Re: [RFC PATCH 0/2] iomap/xfs: fix data corruption due to stale cached iomaps

"Darrick J. Wong" <djwong@xxxxxxxxxx> · Tue, 27 Sep 2022 22:16:42 -0700

On Fri, Sep 23, 2022 at 08:59:34AM +1000, Dave Chinner wrote:
> On Wed, Sep 21, 2022 at 09:25:26PM -0700, Darrick J. Wong wrote:
> > On Wed, Sep 21, 2022 at 06:29:57PM +1000, Dave Chinner wrote:
> > > Hi folks,
> > > 
> > > THese patches address the data corruption first described here:
> > > 
> > > https://lore.kernel.org/linux-xfs/20220817093627.GZ3600936@xxxxxxxxxxxxxxxxxxx/
> > > 
> > > This data corruption has been seen in high profile production
> > > systems so there is some urgency to fix it. The underlying flaw is
> > > essentially a zero-day iomap bug, so whatever fix we come up with
> > > needs to be back portable to all supported stable kernels (i.e.
> > > ~4.18 onwards).
> > > 
> > > A combination of concurrent write()s, writeback IO completion, and
> > > memory reclaim combine to expose the fact that the cached iomap that
> > > is held across an iomap_begin/iomap_end iteration can become stale
> > > without the iomap iterator actor being aware that the underlying
> > > filesystem extent map has changed.
> > > 
> > > Hence actions based on the iomap state (e.g. is unwritten or newly
> > > allocated) may actually be incorrect as writeback actions may have
> > > changed the state (unwritten to written, delalloc to unwritten or
> > > written, etc). This affects partial block/page operations, where we
> > > may need to read from disk or zero cached pages depending on the
> > > actual extent state.
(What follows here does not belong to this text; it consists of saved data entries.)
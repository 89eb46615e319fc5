//! Access to the interrupted machine context.
//!
//! A [`StackFrame`] wraps the `ucontext_t` delivered to a signal handler and
//! exposes the registers the unwinder and the trap handlers need. The
//! architecture-specific accessors and the compiled-code prologue/epilogue
//! heuristics live in the per-arch submodules.

cfg_if::cfg_if! {
    if #[cfg(target_arch = "x86_64")] {
        mod x86_64;
        pub use x86_64::*;
    } else if #[cfg(target_arch = "aarch64")] {
        mod aarch64;
        pub use aarch64::*;
    }
}

pub struct StackFrame {
    ucontext: *mut libc::ucontext_t,
}

impl StackFrame {
    /// Wraps a `void* ucontext` as delivered by `sigaction`.
    ///
    /// # Safety
    /// `ucontext` must point to a live `ucontext_t` for as long as the
    /// returned frame is used.
    pub unsafe fn new(ucontext: *mut libc::c_void) -> StackFrame {
        StackFrame {
            ucontext: ucontext as *mut libc::ucontext_t,
        }
    }

    pub fn stack_at(&self, slot: isize) -> usize {
        unsafe { *(self.sp() as *const usize).offset(slot) }
    }

    /// Whether `address` is plausibly on the stack this code runs on.
    pub fn within_current_stack(address: usize) -> bool {
        let probe: usize = 0;
        address.wrapping_sub(&probe as *const usize as usize) <= 0xffff
    }

    pub fn restore(&mut self, saved_pc: usize, saved_sp: usize, saved_fp: usize) {
        self.set_pc(saved_pc);
        self.set_sp(saved_sp);
        self.set_fp(saved_fp);
    }
}

/// Approximate `(pc, sp, fp)` of the caller, for synchronous self-profiling
/// where no interrupted context exists.
#[inline(never)]
pub fn current_frame() -> (usize, usize, usize) {
    let pc: usize;
    let sp: usize;
    let fp: usize;
    #[cfg(target_arch = "x86_64")]
    unsafe {
        core::arch::asm!(
            "lea {pc}, [rip]",
            "mov {sp}, rsp",
            "mov {fp}, rbp",
            pc = out(reg) pc,
            sp = out(reg) sp,
            fp = out(reg) fp,
            options(nomem, nostack),
        );
    }
    #[cfg(target_arch = "aarch64")]
    unsafe {
        core::arch::asm!(
            "adr {pc}, .",
            "mov {sp_out}, sp",
            "mov {fp}, x29",
            pc = out(reg) pc,
            sp_out = out(reg) sp,
            fp = out(reg) fp,
            options(nomem, nostack),
        );
    }
    #[cfg(not(any(target_arch = "x86_64", target_arch = "aarch64")))]
    {
        pc = 0;
        sp = 0;
        fp = 0;
    }
    (pc, sp, fp)
}

#[cfg(test)]
mod tests {
    use super::*;

    #[test]
    fn current_frame_is_plausible() {
        let (pc, sp, fp) = current_frame();
        assert_ne!(pc, 0);
        assert_ne!(sp, 0);
        // fp may legitimately be unused with -fomit-frame-pointer, but on
        // test builds it tracks the stack.
        let local: usize = 0;
        let here = &local as *const usize as usize;
        assert!(sp.abs_diff(here) < 0x10000);
        let _ = fp;
    }

    #[test]
    fn within_current_stack_accepts_nearby_locals() {
        let local: usize = 0;
        assert!(StackFrame::within_current_stack(&local as *const usize as usize));
        assert!(!StackFrame::within_current_stack(0x1000));
    }
}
Memory reclaim plays it's part here in that it
> > > removes pages containing partial state from the page cache, exposing
> > > future partial page/block operations to incorrect behaviour.
> > > 
> > > Really, we should have known that this would be a problem - we have
> > > exactly the same issue with cached iomaps for writeback, and the
> > > ->map_blocks callback that occurs for every filesystem block we need
> > > to write back is responsible for validating the cached iomap is
> > > still valid. The data corruption on the write() side is a result of
> > > not validating that the iomap is still valid before we initialise
> > > new pages and prepare them for data to be copied in to them....
> > > 
> > > I'm not really happy with the solution I have for triggering
> > > remapping of an iomap when the current one is considered stale.
> > > Doing the right thing requires both iomap_iter() to handle stale
> > > iomaps correctly (esp. the "map is invalid before the first actor
> > > operation" case), and it requires the filesystem
> > > iomap_begin/iomap_end operations to co-operate and be aware of stale
> > > iomaps.
> > > 
> > > There are a bunch of *nasty* issues around handling failed writes in
> > > XFS taht this has exposed - a failed write() that races with a
> > > mmap() based write to the same delalloc page will result in the mmap
> > > writes being silently lost if we punch out the delalloc range we
> > > allocated but didn't write to. g/344 and g/346 expose this bug
> > > directly if we punch out delalloc regions allocated by now stale
> > > mappings.
> > 
> > Yuck.  I'm pretty sure that callers (xfs_buffered_write_iomap_end) is
> > supposed to call truncate_pagecache_range with the invalidatelock (fka
> > MMAPLOCK) held.
> 
> Yup, there's multiple problems with this code; apart from
> recognising that it is obviously broken and definitely problematic,
> I haven't dug into it further.

...and I've been so buried in attending meetings and livedebug sessions
related to a 4.14 corruption that now I'm starved of time to fully think
through all the implications of this one. :(

> > > Then, because we can't punch out the delalloc we allocated region
> > > safely when we have a stale iomap, we have to ensure when we remap
> > > it the IOMAP_F_NEW flag is preserved so that the iomap code knows
> > > that it is uninitialised space that is being written into so it will
> > > zero sub page/sub block ranges correctly.
> > 
> > Hm.  IOMAP_F_NEW results in zeroing around, right?  So if the first
> > ->iomap_begin got a delalloc mapping, but by the time we got the folio
> > locked someone else managed to writeback and evict the page, we'd no
> > longer want that zeroing ... right?
> 
> Yes, and that is one of the sources of the data corruption - zeroing
> when we shouldn't.
> 
> There are multiple vectors to having a stale iomap here:
> 
> 1. we allocate the delalloc range, giving us IOMAP_DELALLOC and
>    IOMAP_F_NEW. Writeback runs, allocating the range as unwritten.
>    Even though the iomap is now stale, there is no data corruption
>    in this case because the range is unwritten and so we still need
>    zeroing.

...and I guess this at least happens more often now that writeback does
delalloc -> unwritten -> write -> unwritten conversion?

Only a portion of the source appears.